Per contra, Mr Zhuwarara, for the respondent, submitted that the respondent had clearly fulfilled the constitutional obligation in question, contrary to the applicant’s position. He referred to minutes of the PLC on record as evidence that the respondent had considered the constitutionality of the impugned statutory instrument. He argued that the process thereafter was only stalled by ZEC’s refusal to engage the PLC due to the pendency of litigation in the High Court. He further reasoned that there was no timeline for submitting the report from the PLC to Parliament and that any order to that effect would be an undue intrusion into its domain.

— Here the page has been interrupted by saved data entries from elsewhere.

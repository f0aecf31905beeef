//! Wire codec for complete frames.
//!
//! Frame format (every field after STX is ASCII-hex, high nibble first):
//! - STX (1 byte): 0x02
//! - PN (2 chars): packet number, echoed by the response
//! - CMD (2 chars): command id, plus status bits in responses
//! - PAYLOAD (0-40 chars): command specific bytes
//! - CRC (4 chars): CRC-16/ARC over the PN, CMD and PAYLOAD characters
//! - ETX (1 byte): 0x03
//! - NUL (1 byte): 0x00
//!
//! The display side never decodes a whole frame at once; its receiver is
//! the byte-driven state machine in [`crate::rx`]. [`encode`] is shared by
//! the transmitter and by host-side tooling, [`decode`] is the host view
//! of a response.

use heapless::Vec;

use crate::crc::Crc16Arc;

/// Start of frame
pub const STX: u8 = 0x02;

/// End of frame
pub const ETX: u8 = 0x03;

/// Pad byte following ETX
pub const NUL: u8 = 0x00;

/// Largest payload of any command, in decoded bytes
pub const MAX_PAYLOAD_LEN: usize = 20;

/// Framing overhead: STX + PN + CMD + CRC + ETX + NUL
pub const FRAME_OVERHEAD: usize = 1 + 2 + 2 + 4 + 1 + 1;

/// Largest complete frame
pub const MAX_FRAME_LEN: usize = FRAME_OVERHEAD + 2 * MAX_PAYLOAD_LEN;

const HEX_DIGITS: &[u8; 16] = b"0123456789ABCDEF";

/// Errors from frame encoding or decoding
#[derive(Debug, Clone, Copy, PartialEq, Eq)]
#[cfg_attr(feature = "defmt", derive(defmt::Format))]
pub enum FrameError {
    /// Payload exceeds maximum allowed size
    PayloadTooLarge,
    /// Buffer too small for encoding
    BufferTooSmall,
    /// Missing delimiters or odd field length
    InvalidFrame,
    /// Character outside `0-9A-F`
    InvalidHex,
    /// Checksum mismatch
    CrcMismatch,
}

/// Decode one upper-case ASCII-hex digit
pub const fn nibble_from_ascii(c: u8) -> Option<u8> {
    match c {
        b'0'..=b'9' => Some(c - b'0'),
        b'A'..=b'F' => Some(c - b'A' + 10),
        _ => None,
    }
}

/// Encode the low nibble as an upper-case ASCII-hex digit
pub const fn ascii_from_nibble(nibble: u8) -> u8 {
    HEX_DIGITS[(nibble & 0x0F) as usize]
}

/// Length of an encoded frame carrying `payload_len` bytes
pub const fn encoded_len(payload_len: usize) -> usize {
    FRAME_OVERHEAD + 2 * payload_len
}

/// Sequential writer that checksums the hex fields it emits
struct FrameWriter<'a> {
    buf: &'a mut [u8],
    len: usize,
    crc: Crc16Arc,
}

impl<'a> FrameWriter<'a> {
    fn new(buf: &'a mut [u8]) -> Self {
        Self {
            buf,
            len: 0,
            crc: Crc16Arc::new(),
        }
    }

    fn raw(&mut self, byte: u8) {
        self.buf[self.len] = byte;
        self.len += 1;
    }

    fn hex_byte(&mut self, byte: u8) {
        for c in [ascii_from_nibble(byte >> 4), ascii_from_nibble(byte)] {
            self.crc.update(c);
            self.raw(c);
        }
    }

    fn hex_crc(&mut self) {
        let crc = self.crc.value();
        for shift in [12u16, 8, 4, 0] {
            self.raw(ascii_from_nibble((crc >> shift) as u8));
        }
    }
}

/// Encode a complete frame into `buf`
///
/// Returns the number of bytes written.
pub fn encode(
    packet_number: u8,
    command: u8,
    payload: &[u8],
    buf: &mut [u8],
) -> Result<usize, FrameError> {
    if payload.len() > MAX_PAYLOAD_LEN {
        return Err(FrameError::PayloadTooLarge);
    }
    if buf.len() < encoded_len(payload.len()) {
        return Err(FrameError::BufferTooSmall);
    }

    let mut w = FrameWriter::new(buf);
    w.raw(STX);
    w.hex_byte(packet_number);
    w.hex_byte(command);
    for &byte in payload {
        w.hex_byte(byte);
    }
    w.hex_crc();
    w.raw(ETX);
    w.raw(NUL);

    Ok(w.len)
}

/// Encode a complete frame into a heapless Vec
pub fn encode_to_vec(
    packet_number: u8,
    command: u8,
    payload: &[u8],
) -> Result<Vec<u8, MAX_FRAME_LEN>, FrameError> {
    let mut buffer = [0u8; MAX_FRAME_LEN];
    let len = encode(packet_number, command, payload, &mut buffer)?;
    Vec::from_slice(&buffer[..len]).map_err(|_| FrameError::BufferTooSmall)
}

/// A frame decoded in one piece
#[derive(Debug, Clone, PartialEq, Eq)]
#[cfg_attr(feature = "defmt", derive(defmt::Format))]
pub struct DecodedFrame {
    /// Packet number
    pub packet_number: u8,
    /// Command byte, including status bits for responses
    pub command: u8,
    /// Decoded payload
    pub payload: Vec<u8, MAX_PAYLOAD_LEN>,
    /// CRC as transmitted
    pub crc: u16,
}

fn decode_hex_byte(pair: &[u8]) -> Result<u8, FrameError> {
    let hi = nibble_from_ascii(pair[0]).ok_or(FrameError::InvalidHex)?;
    let lo = nibble_from_ascii(pair[1]).ok_or(FrameError::InvalidHex)?;
    Ok(hi << 4 | lo)
}

/// Decode a complete frame
///
/// Accepts the frame with or without the trailing NUL.
pub fn decode(bytes: &[u8]) -> Result<DecodedFrame, FrameError> {
    let bytes = match bytes.split_last() {
        Some((&NUL, rest)) => rest,
        _ => bytes,
    };
    let (&first, rest) = bytes.split_first().ok_or(FrameError::InvalidFrame)?;
    let (&last, body) = rest.split_last().ok_or(FrameError::InvalidFrame)?;
    if first != STX || last != ETX || body.len() < 8 || body.len() % 2 != 0 {
        return Err(FrameError::InvalidFrame);
    }

    let (fields, crc_chars) = body.split_at(body.len() - 4);
    if fields.len() > 4 + 2 * MAX_PAYLOAD_LEN {
        return Err(FrameError::PayloadTooLarge);
    }

    let mut crc = 0u16;
    for &c in crc_chars {
        crc = crc << 4 | nibble_from_ascii(c).ok_or(FrameError::InvalidHex)? as u16;
    }

    let packet_number = decode_hex_byte(&fields[0..2])?;
    let command = decode_hex_byte(&fields[2..4])?;
    let mut payload = Vec::new();
    for pair in fields[4..].chunks(2) {
        payload
            .push(decode_hex_byte(pair)?)
            .map_err(|_| FrameError::PayloadTooLarge)?;
    }

    if Crc16Arc::checksum(fields) != crc {
        return Err(FrameError::CrcMismatch);
    }

    Ok(DecodedFrame {
        packet_number,
        command,
        payload,
        crc,
    })
}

In response, Mr Madhuku maintained that the PLC had a duty to examine and report on the constitutionality of the impugned statutory instrument. The two were deemed to be concurrent obligations that could not be separated as was argued on behalf of the respondent. In this respect, he referred to Standing Order 36(6)(d) which specifically stipulates a twenty-six day period for the PLC to submit its report to Parliament. After some initial reservation, Mr Madhuku accepted that a mandamus by the Court would be a competent remedy, consistent with the Court’s authority under s 167(2)(d) of the ConstitutioAan to interfere with the respondent’s processes.


The Applicant’s Legal Standing

The applicant’s position, as elaborated in oral argument, is that he has approached the Court, not under s 85(1) but in terms of s 167(2)(d) of the Constitution. This forms the basis of his locus standi in this matter as a citizen of the country. As such, he has a right to assume locus standi to vindicate the supremacy of the Constitution in accordance with s 2 thereof. Per contra, the respondent contends that the applicant appears to have conflated the provisions of paras (a), (c) and (d) of s 85(1) and thus has no standing to institute proceedings on behalf of himself as well as the general citizenry and members of his party.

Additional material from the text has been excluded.